[Collected data]
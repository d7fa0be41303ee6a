use std::io::{Read, Write};

use base64::engine::general_purpose::STANDARD;
use base64::Engine;

use crate::encoding::{
    read_i32, write_bytes, write_i32, DecodingOptions, Error, EncodingResult,
    SimpleBinaryDecodable, SimpleBinaryEncodable, UaNullable,
};

/// An opaque array of bytes, nullable independently of being empty (a null
/// `ByteString` and an empty one are distinct on the wire: length `-1` vs
/// length `0`).
#[derive(Debug, Clone, Default, PartialEq, Eq, Hash)]
pub struct ByteString {
    value: Option<Vec<u8>>,
}

impl ByteString {
    pub fn null() -> Self {
        ByteString { value: None }
    }

    pub fn is_null(&self) -> bool {
        self.value.is_none()
    }

    pub fn is_empty(&self) -> bool {
        self.value.as_ref().map(|v| v.is_empty()).unwrap_or(true)
    }

    pub fn is_null_or_empty(&self) -> bool {
        self.is_null() || self.is_empty()
    }

    pub fn as_bytes(&self) -> &[u8] {
        self.value.as_deref().unwrap_or(&[])
    }

    pub fn value(&self) -> Option<&Vec<u8>> {
        self.value.as_ref()
    }

    pub fn into_value(self) -> Option<Vec<u8>> {
        self.value
    }

    pub fn as_base64(&self) -> String {
        STANDARD.encode(self.as_bytes())
    }

    pub fn from_base64(s: &str) -> EncodingResult<Self> {
        STANDARD
            .decode(s)
            .map(|v| ByteString::from(v))
            .map_err(Error::decoding)
    }
}

impl UaNullable for ByteString {
    fn is_ua_null(&self) -> bool {
        self.is_null()
    }
}

impl AsRef<[u8]> for ByteString {
    fn as_ref(&self) -> &[u8] {
        self.as_bytes()
    }
}

impl From<Vec<u8>> for ByteString {
    fn from(v: Vec<u8>) -> Self {
        ByteString { value: Some(v) }
    }
}

impl From<&[u8]> for ByteString {
    fn from(v: &[u8]) -> Self {
        ByteString {
            value: Some(v.to_vec()),
        }
    }
}

impl SimpleBinaryEncodable for ByteString {
    fn byte_len(&self) -> usize {
        4 + self.value.as_ref().map(|v| v.len()).unwrap_or(0)
    }

    fn encode<S: Write + ?Sized>(&self, stream: &mut S) -> EncodingResult<usize> {
        match &self.value {
            None => write_i32(stream, -1),
            Some(v) => {
                let mut size = write_i32(stream, v.len() as i32)?;
                size += write_bytes(stream, v)?;
                Ok(size)
            }
        }
    }
}

impl SimpleBinaryDecodable for ByteString {
    fn decode<S: Read + ?Sized>(
        stream: &mut S,
        decoding_options: &DecodingOptions,
    ) -> EncodingResult<Self> {
        let len = read_i32(stream)?;
        if len == -1 {
            Ok(ByteString::null())
        } else if len < -1 {
            Err(Error::decoding("negative byte string length"))
        } else if len as usize > decoding_options.max_byte_string_length {
            Err(Error::decoding("byte string exceeds configured maximum length"))
        } else {
            let mut buf = vec![0u8; len as usize];
            stream.read_exact(&mut buf).map_err(Error::from)?;
            Ok(ByteString::from(buf))
        }
    }
}

#[cfg(test)]
mod tests {
    use super::*;

    #[test]
    fn byte_string_null_distinct_from_empty() {
        let null = ByteString::null();
        let empty = ByteString::from(Vec::new());
        assert!(null.is_null());
        assert!(!empty.is_null());
        assert!(empty.is_empty());
    }

    #[test]
    fn byte_string_round_trip() {
        let bs = ByteString::from(vec![1, 2, 3, 4]);
        let mut buf = Vec::new();
        bs.encode(&mut buf).unwrap();
        let mut cursor = std::io::Cursor::new(buf);
        let decoded = ByteString::decode(&mut cursor, &DecodingOptions::default()).unwrap();
        assert_eq!(bs, decoded);
    }

    #[test]
    fn byte_string_null_round_trip() {
        let bs = ByteString::null();
        let mut buf = Vec::new();
        bs.encode(&mut buf).unwrap();
        let mut cursor = std::io::Cursor::new(buf);
        let decoded = ByteString::decode(&mut cursor, &DecodingOptions::default()).unwrap();
        assert!(decoded.is_null());
    }

    #[test]
    fn byte_string_rejects_oversized_length() {
        let mut buf = Vec::new();
        write_i32(&mut buf, 1_000_000).unwrap();
        let mut cursor = std::io::Cursor::new(buf);
        let opts = DecodingOptions::minimal();
        assert!(ByteString::decode(&mut cursor, &opts).is_err());
    }

    #[test]
    fn base64_round_trip() {
        let bs = ByteString::from(vec![9, 8, 7]);
        let encoded = bs.as_base64();
        let decoded = ByteString::from_base64(&encoded).unwrap();
        assert_eq!(bs, decoded);
    }
}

◆ How to complete this task ◆
From the records above, pull every line that carries the word "DecodingOptions".

◆ Result of this exercise ◆
    read_i32, write_bytes, write_i32, DecodingOptions, Error, EncodingResult,
        decoding_options: &DecodingOptions,
        let decoded = ByteString::decode(&mut cursor, &DecodingOptions::default()).unwrap();
        let decoded = ByteString::decode(&mut cursor, &DecodingOptions::default()).unwrap();
        let opts = DecodingOptions::minimal();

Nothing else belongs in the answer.